By Xiaoke Sun
This post is a real story happened lately about myself being Asian and becoming an English teacher in Montreal Chinese heritage school. It happens to correspond with the topic of ethnicity and language learning that we have talked previously. I would like to share the story, and you are more than welcomed to help me to figure out my current puzzle.
For quite a long time, I have questioned what is the fundamental criteria to be an English teacher. There is no doubt that having an advanced language proficiency is necessary. Besides, English pronunciation, as mentioned by Yerim in the previous post, is also commonly judged by people as it demonstrates one’s capacity to express themselves and to be understood. Despite of other factors, such as the ability of curriculum design, assessment, and so on, can it be concluded that one’s ability to exercise a language equals to one’s qualification for being an English teacher? If not, what other factors could influence the way of learning and teaching?
“You cannot teach me English because you are an Asian!” A kid shouted at me while I was walking into the grade 5 ESL classroom as a replacement teacher. Firstly, I felt quite offended in front of the class. Then, I (kind of ) admired his straightforwardness. I tried to comfort the whole class by admitting that English is not my first language, but they could still learn the language from me. However, unfortunately, the whole class was not convinced at all. They tried to shout out every single word that did not correspond to what they have learned in a white teacher’s class to prove I am not able to teach. For example, when I said “younger brother”, they argued “No, it’s little brother. You are wrong! ” Yet, the variety of language could not lead to the questioning of being linguistically right or wrong.
This story made me notice that language teaching is so closely related to ethnicity at school context, especially for students at young age, as they have not yet developed the understanding of learning, which in my opinion is an accumulation of knowledge, delivered by whoever is more advanced than the learners. In fact, students like to judge teacher’s appearance, age, and ethnicity. Being white, by their understanding, is significantly important for an English teacher.
Theoretically, Bourdieu (1991) argues that language has been more than an instrument of communication. It is also where power is formed and performed based on race, gender, sexuality, and social class identity. It is true that by the process of learning a language, people get empowered. However, oppositely, saying that speaking a language means one is empowered maybe not convince at all, because sexuality, gender, and social class may play crucial roles in forming the impression to someone or a certain group. We called it the stereotype or labeling.
Furthermore, students judge teachers by Ethnolinguistic Vitality (ELV). Rubenfeld et al. (2006), defined that ELV is determined according to collective or structural characteristics of a group such as demographic representation, social status, and institutional support. Me, as a young, Asian, female, non-native speaker of either English or French is seen as a low-ELV individual. Students think white individuals, even if their first language is not English, hold more credibility than yellow, or black teachers because of their general high social status in western countries. However, it is far from drawing a conclusion that yellow or black people cannot teach properly.
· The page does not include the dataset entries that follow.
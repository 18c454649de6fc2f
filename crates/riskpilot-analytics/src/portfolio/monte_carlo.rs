//! 시드 고정 Monte Carlo 요약.
//!
//! 각 경로는 일간 `1 + μ + σ·z` 배수로 가치를 갱신합니다 (z ~ N(0,1)).
//! 같은 시드와 입력은 항상 같은 요약을 만듭니다.

use rand::rngs::StdRng;
use rand::SeedableRng;
use rand_distr::{Distribution, StandardNormal};
use riskpilot_core::{ProjectionScenario, RiskError, RiskResult};
use serde::{Deserialize, Serialize};
use tracing::debug;

use super::projection::MAX_DAILY_DECLINE;
use crate::performance::metrics::{percentile, DAYS_PER_YEAR};

/// 최종 가치 분포 요약.
#[derive(Debug, Clone, PartialEq, Serialize, Deserialize)]
pub struct MonteCarloSummary {
    /// 경로 수
    pub paths: usize,
    /// 사용한 시드
    pub seed: u64,
    /// 투영 일수
    pub days: u32,
    /// 최종 가치 평균
    pub mean: f64,
    /// 최종 가치 중앙값
    pub median: f64,
    /// 최종 가치 5번째 백분위
    pub p5: f64,
    /// 최종 가치 95번째 백분위
    pub p95: f64,
    /// 최종 가치가 투입 원금(초기 + 적립)보다 작은 경로 비율
    pub probability_of_loss: f64,
}

/// 시나리오의 최종 가치 분포를 시뮬레이션합니다.
pub fn simulate(
    scenario: &ProjectionScenario,
    paths: usize,
    seed: u64,
) -> RiskResult<MonteCarloSummary> {
    scenario.validate()?;
    if paths == 0 {
        return Err(RiskError::InvalidInput(
            "monte carlo path count must be positive".to_string(),
        ));
    }
    let days = scenario.horizon.to_days()?;

    let daily_return = (1.0 + scenario.annual_return).powf(1.0 / DAYS_PER_YEAR) - 1.0;
    let daily_volatility = scenario.annual_volatility / DAYS_PER_YEAR.sqrt();
    let floor = 1.0 + MAX_DAILY_DECLINE;

    let mut rng = StdRng::seed_from_u64(seed);
    let mut terminals = Vec::with_capacity(paths);
    let mut invested = scenario.initial_value;
    if let Some(c) = &scenario.contribution {
        invested += (1..=days).filter(|d| c.is_due(*d)).count() as f64 * c.amount;
    }

    for _ in 0..paths {
        let mut value = scenario.initial_value;
        for day in 1..=days {
            let z: f64 = StandardNormal.sample(&mut rng);
            let growth = 1.0 + daily_return + daily_volatility * z;
            value *= growth.max(floor);
            if let Some(c) = &scenario.contribution {
                if c.is_due(day) {
                    value += c.amount;
                }
            }
        }
        terminals.push(value);
    }

    terminals.sort_by(f64::total_cmp);
    let mean = terminals.iter().sum::<f64>() / paths as f64;
    let losses = terminals.iter().filter(|v| **v < invested).count();

    let summary = MonteCarloSummary {
        paths,
        seed,
        days,
        mean,
        median: percentile(&terminals, 50.0),
        p5: percentile(&terminals, 5.0),
        p95: percentile(&terminals, 95.0),
        probability_of_loss: losses as f64 / paths as f64,
    };

    debug!(
        paths,
        seed,
        mean = summary.mean,
        p5 = summary.p5,
        p95 = summary.p95,
        "Monte Carlo 시뮬레이션 완료"
    );

    Ok(summary)
}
As being mentioned by Ibrahim(1999), Being and Becoming are two distinguished terms related to identity and ethnicity. “The former is an accumulative memory, and experience, and a conception upon which individuals interact with the world around them, whereas Becoming is the process of building this conception”(p. 354). For English non-native speakers, the Being is determined by born and the surrounding context as they grow up, however, the Becoming can be largely changed by their personal efforts and determination. For teachers candidates, as long as they acquired a high level of language, they are supposed to be able to teach regardless of their background. But at the same time, there are quite an amount of research arguing that non-native speakers could never attain the same language proficiency as native speakers because of Critical Period Hypothesis (CPH) (Abrahamsson & Hyltenstam, 2008). Hence, theoretically, it rejects the previous idea that non-native speaker teachers could also teach the language excellently. This opinion also holds water because the pronunciation of a language speaker, as can be shown in this video, can hardly be changed after their critical period. Therefore, are people practically able to teach their second or third language?
My current exploration leads to an open conclusion. I’m still wondering and will keep exploring. Also, I’d like to leave the questions to the readers. What do you think about the issue of non-native speaker teachers? Do you think people are not qualified to teach if the target language is not their first language? I’m looking forward to hearing from you.
Abrahamsson, N., & Hyltenstam, K. (2008). The robustness of aptitude effects in near-native second language acquisition. Studies in Second Language Acquisition, 30, 481-509.
Bourdieu, P. (1991) Language and symbolic power (G. Raymond & M. Adamson, Trans) Cambridge: Polity Press
Ibrahim, A. E. K. M. (1999). Becoming black: Rap and hip-hop, race, gender, identity, and the politics of ESL learning. TESOL Quarterly, 33(3), 349-369
Rubenfeld, S., Clément, R., Lussier, D., Lebrun, M., & Auger, R. (2006). Second language learning and cultural representations: Beyond competence and identity. Language Learning, 56(4), 609-632.